SOURCE DATA
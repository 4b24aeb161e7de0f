pub mod error;
pub mod routes;

use std::path::Path;

use axum::{
    response::Redirect,
    routing::{get, get_service, post},
    Router,
};
use http::header::{HeaderValue, CACHE_CONTROL};
use tower_http::catch_panic::CatchPanicLayer;
use tower_http::services::ServeDir;
use tower_http::set_header::SetResponseHeaderLayer;
use tower_http::trace::TraceLayer;

use crate::database::registry::ActivityRegistry;
use routes::{activities, activity, students};

pub const FRONTEND_INDEX: &str = "/static/index.html";

pub fn router(registry: ActivityRegistry, static_dir: impl AsRef<Path>) -> Router {
    Router::new()
        .route("/", get(|| async { Redirect::to(FRONTEND_INDEX) }))
        .route("/activities", get(activities::activities_handler))
        .route(
            "/activities/participants",
            get(activities::activities_participants_handler),
        )
        .route(
            "/activities/:activity_name/signup",
            post(activity::activity_signup_handler),
        )
        .route(
            "/students/:email/activities",
            get(students::student_activities_handler),
        )
        .nest_service("/static", get_service(ServeDir::new(static_dir.as_ref())))
        .layer(SetResponseHeaderLayer::if_not_present(
            CACHE_CONTROL,
            HeaderValue::from_static("no-store"),
        ))
        .layer(CatchPanicLayer::new())
        .layer(TraceLayer::new_for_http())
        .with_state(registry)
}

WORK REQUEST
Starting from the top of the records and ending at the line that contains "use crate::database::registry::ActivityRegistry;", repeat each line exactly and return only those lines.

RESPONSE
repository 4b24aeb161e7de0f
pub mod error;
pub mod routes;

use std::path::Path;

use axum::{
    response::Redirect,
    routing::{get, get_service, post},
    Router,
};
use http::header::{HeaderValue, CACHE_CONTROL};
use tower_http::catch_panic::CatchPanicLayer;
use tower_http::services::ServeDir;
use tower_http::set_header::SetResponseHeaderLayer;
use tower_http::trace::TraceLayer;

use crate::database::registry::ActivityRegistry;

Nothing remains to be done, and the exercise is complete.